La nouvelle ministre du Logement Sylvia Pinel a pour mission de redresser le secteur de la construction de logements.
Redonner confiance aux investisseurs, simplifier les normes, relancer le secteur de la construction, s'assurer de la publication rapide des décrets d’application de la loi Alur... la nouvelle ministre du Logement Sylvia Pinel a du pain sur la planche.

Tout juste nommée, la nouvelle Ministre du Logement Sylvia Pinel a du pain sur la planche. Elle va devoir reprendre le flambeau de Cécile Duflot qui fut, quoi qu'on pense de sa politique, très active durant ses deux années passées rue de Varenne. Mais l'ancienne ministre EELV laisse tout de même à Sylvia Pinel plusieurs chantiers d'envergure inachevés.
L'objectif du gouvernement de construire 500.000 logements par an est par exemple encore loin d'être atteint. Pis encore, le repli des permis de construire ne laisse rien augurer de bon pour 2014. Les lobbys de l'immobilier n'ont d'ailleurs pas manqué de rappeler les enjeux majeurs et l'urgence qu'il y a à agir au moment de la passation de pouvoir entre les deux ministres.

Simplifier les normes de construction 

La Fédération des promoteurs immobiliers (FPI) réclame "du gouvernement qu'il s'attaque drastiquement aux causes de blocage du foncier constructible et de renchérissement des coûts de construction.
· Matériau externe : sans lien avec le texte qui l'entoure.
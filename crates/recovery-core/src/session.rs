//! State of one recovery attempt.
//!
//! The identity, key and channel coordinates are fixed at creation. The
//! progress half (profile, cosignatures, counters) is shared between clones
//! and is only written by the sync orchestrator. Counters are atomics so a
//! merge tally can be flushed from `Drop` when a sync call is abandoned.

use crate::channel::{channel_id_for_key, ChannelId};
use crate::cipher::SymmetricKey;
use crate::error::SessionError;
use recovery_api::types::{Cosignature, ProfileRecord};
use serde::{Deserialize, Serialize};
use std::collections::{BTreeMap, HashSet};
use std::sync::atomic::{AtomicBool, AtomicU64, Ordering};
use std::sync::Arc;
use std::time::{SystemTime, UNIX_EPOCH};
use tokio::sync::Mutex;

#[derive(Clone, Debug, PartialEq, Eq, Serialize, Deserialize)]
pub struct ChannelCoordinates {
    pub channel_id: ChannelId,
    pub opened_at_ms: u64,
}

#[derive(Clone, Debug, Default, PartialEq, Eq, Serialize, Deserialize)]
pub struct RecoveryProgress {
    pub name: Option<String>,
    pub photo: Option<String>,
    pub sigs: BTreeMap<String, Cosignature>,
    pub recovered_connections: u64,
    pub recovered_groups: u64,
}

#[derive(Clone)]
pub struct RecoverySession {
    identity: String,
    key: SymmetricKey,
    channel: ChannelCoordinates,
    progress: Arc<Mutex<RecoveryProgress>>,
    recovered_connections: Arc<AtomicU64>,
    recovered_groups: Arc<AtomicU64>,
    nameless_bundle: Arc<AtomicBool>,
}

impl RecoverySession {
    pub fn new(identity: impl Into<String>, key: SymmetricKey) -> Result<Self, SessionError> {
        let identity = identity.into();
        if identity.trim().is_empty() {
            return Err(SessionError::EmptyIdentity);
        }
        let channel = ChannelCoordinates {
            channel_id: channel_id_for_key(&key),
            opened_at_ms: opened_at_ms(),
        };
        Ok(Self {
            identity,
            key,
            channel,
            progress: Arc::new(Mutex::new(RecoveryProgress::default())),
            recovered_connections: Arc::new(AtomicU64::new(0)),
            recovered_groups: Arc::new(AtomicU64::new(0)),
            nameless_bundle: Arc::new(AtomicBool::new(false)),
        })
    }

    /// The identity being recovered.
    pub fn identity(&self) -> &str {
        &self.identity
    }

    pub fn channel(&self) -> &ChannelCoordinates {
        &self.channel
    }

    pub fn channel_id(&self) -> &ChannelId {
        &self.channel.channel_id
    }

    pub(crate) fn key(&self) -> &SymmetricKey {
        &self.key
    }

    pub async fn name(&self) -> Option<String> {
        self.progress.lock().await.name.clone()
    }

    pub async fn signers(&self) -> HashSet<String> {
        self.progress.lock().await.sigs.keys().cloned().collect()
    }

    pub async fn signature(&self, signer: &str) -> Option<Cosignature> {
        self.progress.lock().await.sigs.get(signer).cloned()
    }

    pub async fn progress(&self) -> RecoveryProgress {
        let mut progress = self.progress.lock().await.clone();
        progress.recovered_connections = self.recovered_connections.load(Ordering::SeqCst);
        progress.recovered_groups = self.recovered_groups.load(Ordering::SeqCst);
        progress
    }

    /// First name wins; later profiles are ignored.
    pub(crate) async fn set_name_photo(&self, profile: ProfileRecord) -> bool {
        let mut guard = self.progress.lock().await;
        if guard.name.is_some() {
            return false;
        }
        guard.name = Some(profile.name);
        guard.photo = profile.photo;
        true
    }

    /// First signature per signer wins.
    pub(crate) async fn set_signature(&self, signer: String, sig: Cosignature) -> bool {
        let mut guard = self.progress.lock().await;
        if guard.sigs.contains_key(&signer) {
            return false;
        }
        guard.sigs.insert(signer, sig);
        true
    }

    pub(crate) fn increase_recovered_connections(&self, count: u64) {
        self.recovered_connections.fetch_add(count, Ordering::SeqCst);
    }

    pub(crate) fn increase_recovered_groups(&self, count: u64) {
        self.recovered_groups.fetch_add(count, Ordering::SeqCst);
    }

    /// The `data` bundle decoded but carries no name, so it can never be a
    /// profile source. Its content is fixed once uploaded.
    pub(crate) fn mark_nameless_bundle(&self) {
        self.nameless_bundle.store(true, Ordering::SeqCst);
    }

    pub(crate) fn has_nameless_bundle(&self) -> bool {
        self.nameless_bundle.load(Ordering::SeqCst)
    }
}

fn opened_at_ms() -> u64 {
    SystemTime::now()
        .duration_since(UNIX_EPOCH)
        .map(|elapsed| elapsed.as_millis() as u64)
        .unwrap_or_default()
}

impl std::fmt::Debug for RecoverySession {
    fn fmt(&self, f: &mut std::fmt::Formatter<'_>) -> std::fmt::Result {
        f.debug_struct("RecoverySession")
            .field("identity", &self.identity)
            .field("channel", &self.channel)
            .finish_non_exhaustive()
    }
}
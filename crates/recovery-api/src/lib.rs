pub mod data_id;
pub mod types;
pub mod validation;

pub use data_id::*;
pub use types::*;
pub use validation::*;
Les solutions sont identifiées ; il est maintenant urgent de les mettre en œuvre".
Concernant les coûts de construction, la ministre aura d'abord la lourde tâche de s'appuyer sur les 50 propositions des groupes de travail mandaté par le chef de l'État pour relancer l'offre de logements. Et ainsi permettre de construire vite, mieux, moins cher et au bon endroit.
Un des groupes de travail propose concrètement de diminuer le stock de normes existantes, en s'attaquant aux normes obsolètes. Pour éviter les nouvelles dérives, il est en outre proposé de remplacer des normes rigides et fixes par une élaboration plus concertée.

Mobiliser le foncier public

Les équipes de Sylvia Pinel s'attèleront également à accélérer la mobilisation du foncier public. Les effets de la loi du 18 janvier 2013 relative à la mobilisation du foncier public en faveur du logement se font en effet attendre. Très peu d'opérations d'envergure ont été annoncées, et au total seules quelques dizaines de cessions ont été signées.
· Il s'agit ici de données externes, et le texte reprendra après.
use crate::error::StoreError;
use async_trait::async_trait;
use recovery_api::types::{ConnectionRecord, GroupRecord};
use serde::{Deserialize, Serialize};
use std::collections::HashSet;
use std::sync::atomic::{AtomicBool, Ordering};
use std::sync::Arc;
use tokio::sync::Mutex;

/// Local connection and group state that recovered records are merged into.
///
/// `add_*` are insert-if-absent and the sole authority on uniqueness: they
/// return `false` and leave the stored record untouched when the id exists.
#[async_trait]
pub trait RecoveryStore: Send + Sync {
    async fn connection_ids(&self) -> Result<HashSet<String>, StoreError>;
    async fn group_ids(&self) -> Result<HashSet<String>, StoreError>;
    async fn add_connection(&self, record: ConnectionRecord) -> Result<bool, StoreError>;
    async fn add_group(&self, record: GroupRecord) -> Result<bool, StoreError>;
}

#[derive(Clone, Debug, Default, PartialEq, Serialize, Deserialize)]
pub struct StoreSnapshot {
    pub connections: Vec<ConnectionRecord>,
    pub groups: Vec<GroupRecord>,
}

#[derive(Clone, Default)]
pub struct InMemoryRecoveryStore {
    state: Arc<Mutex<StoreSnapshot>>,
    fail_reads: Arc<AtomicBool>,
}

impl InMemoryRecoveryStore {
    pub fn new() -> Self {
        Self::default()
    }

    pub fn set_read_failure(&self, fail: bool) {
        self.fail_reads.store(fail, Ordering::SeqCst);
    }

    pub async fn snapshot(&self) -> StoreSnapshot {
        self.state.lock().await.clone()
    }

    pub async fn connection(&self, id: &str) -> Option<ConnectionRecord> {
        let guard = self.state.lock().await;
        guard.connections.iter().find(|c| c.id == id).cloned()
    }

    pub async fn group(&self, id: &str) -> Option<GroupRecord> {
        let guard = self.state.lock().await;
        guard.groups.iter().find(|g| g.id == id).cloned()
    }

    fn check_reads(&self) -> Result<(), StoreError> {
        if self.fail_reads.load(Ordering::SeqCst) {
            return Err(StoreError::Unavailable("injected".to_string()));
        }
        Ok(())
    }
}

#[async_trait]
impl RecoveryStore for InMemoryRecoveryStore {
    async fn connection_ids(&self) -> Result<HashSet<String>, StoreError> {
        self.check_reads()?;
        let guard = self.state.lock().await;
        Ok(guard.connections.iter().map(|c| c.id.clone()).collect())
    }

    async fn group_ids(&self) -> Result<HashSet<String>, StoreError> {
        self.check_reads()?;
        let guard = self.state.lock().await;
        Ok(guard.groups.iter().map(|g| g.id.clone()).collect())
    }

    async fn add_connection(&self, record: ConnectionRecord) -> Result<bool, StoreError> {
        let mut guard = self.state.lock().await;
        if guard.connections.iter().any(|c| c.id == record.id) {
            return Ok(false);
        }
        guard.connections.push(record);
        Ok(true)
    }

    async fn add_group(&self, record: GroupRecord) -> Result<bool, StoreError> {
        let mut guard = self.state.lock().await;
        if guard.groups.iter().any(|g| g.id == record.id) {
            return Ok(false);
        }
        guard.groups.push(record);
        Ok(true)
    }
}
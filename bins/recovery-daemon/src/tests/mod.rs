use super::*;
use crate::config::{ChannelConfig, IdentityConfig, LoggingConfig};
use recovery_core::channel::InMemoryChannel;
use recovery_core::config::SyncConfig;
use recovery_core::PayloadCipher;
use serde_json::{json, Value};
use std::time::Duration;
use tempfile::tempdir;

mod config_validation_tests;

const KEY: &str = "daemon-test-key";

#[tokio::test]
async fn config_round_trip() {
    let dir = tempdir().unwrap();
    let path = dir.path().join("recovery.toml");
    let cfg = format!(
        r#"
data_dir = "{dir}"
exit_when_drained = true

[identity]
id = "me"

[channel]
base_url = "https://recovery.example.com/profile"
key = "secret"

[sync]
max_parallel_downloads = 2
poll_interval_ms = 500

[logging]
level = "debug"
"#,
        dir = dir.path().display()
    );
    std::fs::write(&path, cfg).unwrap();
    let loaded = config::load_config(&path).unwrap();
    assert_eq!(loaded.identity.id, "me");
    assert_eq!(loaded.channel.timeout_secs, 15);
    assert_eq!(loaded.sync.max_parallel_downloads, 2);
    assert_eq!(loaded.sync.item_timeout_ms, SyncConfig::default().item_timeout_ms);
    assert!(loaded.exit_when_drained);
    assert_eq!(loaded.snapshot_path(), dir.path().join("recovery.json"));
}

#[tokio::test]
async fn drained_channel_writes_snapshot() {
    let dir = tempdir().unwrap();
    let cfg = test_config(dir.path().to_path_buf());
    let channel = InMemoryChannel::new();
    let daemon = init_daemon(&cfg, Arc::new(channel.clone())).await.unwrap();
    let id = daemon.session.channel_id().clone();
    put(&channel, &id, "data", json!({"signingKey": "me", "timestamp": 7, "name": "Me"})).await;
    put(
        &channel,
        &id,
        "connection_A",
        json!({"id": "A", "name": "Alice", "score": 90.0, "timestamp": 1,
               "photo": "data:image/png;base64,aGVsbG8="}),
    )
    .await;
    let boot = bootstrap(&daemon).await.unwrap();
    assert_eq!(boot.signing_key, "me");

    let finished = tokio::time::timeout(
        Duration::from_secs(5),
        run_polls(&daemon, std::future::pending()),
    )
    .await;
    assert!(finished.unwrap().is_ok());

    let raw = std::fs::read(cfg.snapshot_path()).unwrap();
    let snapshot: Value = serde_json::from_slice(&raw).unwrap();
    assert_eq!(snapshot["identity"], "me");
    assert_eq!(
        snapshot["channel"]["channel_id"]["value"],
        daemon.session.channel_id().to_string()
    );
    assert_eq!(snapshot["progress"]["name"], "Me");
    assert_eq!(snapshot["progress"]["recovered_connections"], 1);
    assert_eq!(snapshot["store"]["connections"][0]["id"], "A");
    assert!(cfg.photos_dir().join("A.png").exists());
}

#[tokio::test]
async fn shutdown_stops_polling() {
    let dir = tempdir().unwrap();
    let mut cfg = test_config(dir.path().to_path_buf());
    cfg.exit_when_drained = false;
    let channel = InMemoryChannel::new();
    let daemon = init_daemon(&cfg, Arc::new(channel)).await.unwrap();
    let result = tokio::time::timeout(
        Duration::from_secs(5),
        run_polls(&daemon, tokio::time::sleep(Duration::from_millis(50))),
    )
    .await;
    assert!(result.unwrap().is_ok());
    assert!(cfg.snapshot_path().exists());
}

#[tokio::test]
async fn shutdown_waits_for_the_cycle_in_flight() {
    let dir = tempdir().unwrap();
    let mut cfg = test_config(dir.path().to_path_buf());
    cfg.exit_when_drained = false;
    cfg.sync.item_timeout_ms = 300;
    let channel = InMemoryChannel::new();
    let daemon = init_daemon(&cfg, Arc::new(channel.clone())).await.unwrap();
    let id = daemon.session.channel_id().clone();
    for key in ["A", "B", "S"] {
        put(
            &channel,
            &id,
            &format!("connection_{}", key),
            json!({"id": key, "name": key, "score": 1.0, "timestamp": 1}),
        )
        .await;
    }
    channel.make_slow("connection_S").await;

    let result = tokio::time::timeout(
        Duration::from_secs(5),
        run_polls(&daemon, tokio::time::sleep(Duration::from_millis(20))),
    )
    .await;
    assert!(result.unwrap().is_ok());

    let raw = std::fs::read(cfg.snapshot_path()).unwrap();
    let snapshot: Value = serde_json::from_slice(&raw).unwrap();
    let stored = snapshot["store"]["connections"].as_array().unwrap().len() as u64;
    assert_eq!(stored, 2);
    assert_eq!(snapshot["progress"]["recovered_connections"], stored);
}

#[test]
fn config_flag_selects_the_file() {
    let args = |v: &[&str]| v.iter().map(|a| a.to_string()).collect::<Vec<_>>();
    assert_eq!(config_path(args(&[])), PathBuf::from("recovery.toml"));
    assert_eq!(
        config_path(args(&["--config", "/etc/recovery.toml"])),
        PathBuf::from("/etc/recovery.toml")
    );
    assert_eq!(config_path(args(&["--config"])), PathBuf::from("recovery.toml"));
    assert_eq!(
        config_path(args(&["--config", "a.toml", "--config", "b.toml"])),
        PathBuf::from("b.toml")
    );
}

#[test]
fn log_level_falls_back_to_info() {
    assert_eq!(level_filter("debug"), LevelFilter::Debug);
    assert_eq!(level_filter("WARN"), LevelFilter::Warn);
    assert_eq!(level_filter("off"), LevelFilter::Off);
    assert_eq!(level_filter("chatty"), LevelFilter::Info);
}

#[tokio::test]
async fn missing_bundle_fails_bootstrap() {
    let dir = tempdir().unwrap();
    let cfg = test_config(dir.path().to_path_buf());
    let daemon = init_daemon(&cfg, Arc::new(InMemoryChannel::new())).await.unwrap();
    let err = bootstrap(&daemon).await.unwrap_err();
    assert!(matches!(err, DaemonError::Recovery(SyncError::BadChannelData(_))));
}

#[test]
fn http_client_builds_endpoint_urls() {
    let cfg = test_config(PathBuf::from("/tmp/unused"));
    let client = ChannelHttpClient::new(&cfg.channel).unwrap();
    let channel = recovery_core::ChannelId::new("abc");
    assert_eq!(client.list_url(&channel), "https://recovery.example.com/profile/list/abc");
    assert_eq!(
        client.download_url(&channel, "sig_A"),
        "https://recovery.example.com/profile/download/abc/sig_A"
    );
    assert_eq!(client.upload_url(&channel), "https://recovery.example.com/profile/upload/abc");
}

async fn put(channel: &InMemoryChannel, id: &recovery_core::ChannelId, data_id: &str, body: Value) {
    let key = SymmetricKey::new(KEY).unwrap();
    let blob = XChaChaCipher::new()
        .encrypt(body.to_string().as_bytes(), &key)
        .unwrap();
    channel.upload(id, data_id, blob).await.unwrap();
}

pub(super) fn test_config(data_dir: PathBuf) -> RecoveryConfig {
    RecoveryConfig {
        data_dir,
        identity: IdentityConfig {
            id: "me".to_string(),
        },
        channel: ChannelConfig {
            base_url: "https://recovery.example.com/profile/".to_string(),
            key: KEY.to_string(),
            timeout_secs: 5,
        },
        sync: SyncConfig {
            poll_interval_ms: 10,
            ..SyncConfig::default()
        },
        logging: LoggingConfig {
            level: "error".to_string(),
        },
        exit_when_drained: true,
    }
}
Redonner confiance aux investisseurs

La relance de l'offre de logements passera également par le regain de confiance des investisseurs particuliers, qui se sont moins engagés dans des projets d'acquisitions que prévu en 2013.
Pour de bonnes ou de mauvaises raisons, les relations entre Cécile Duflot et les professionnels du secteur ont été très tendues. Les propos véhéments de chacun ne faisant qu'alimenter les aigreurs et l'immobilisme des particuliers.

Il n'est d'ailleurs pas à exclure que, au-delà des problématiques techniques, la seule image de la ministre, écorchée par les professionnels, ait participé à faire fuir certains investisseurs.
La mission de Sylvia Pinel sera de leur redonner confiance. Les pouvoirs publics compte en effet sur eux pour tirer vers le haut la demande de logements neufs. C'est d'ailleurs pour cela qu'un dispositif d'aide fiscale à l'investissement locatif a été conservé depuis l'arrivée de la gauche au pouvoir.

Publier les principaux décrets de la loi Alur au plus vite

A très court terme, les équipes de la rue de Varenne vont finaliser les décrets d'application de la loi pour un accès au logement et un urbanisme rénové (Alur), portée par Cécile Duflot. Une priorité au sens de la fédération nationale de l'immobilier (Fnaim).
Problème, plus de 200 décrets sont en cours d'élaboration... "il y en a pour 3 ans de boulot", du fait des équipes ministérielles restreintes, explique Henry Buzy-Cazaux, président de l'Institut du Management des Services Immobiliers.

Il faudra donc privilégier les plus urgents. Comme par exemple, ceux fixant les loyers médians qui serviront de base pour l'encadrement des loyers, une mesure phare de la loi Alur, et un engagement du président de la République.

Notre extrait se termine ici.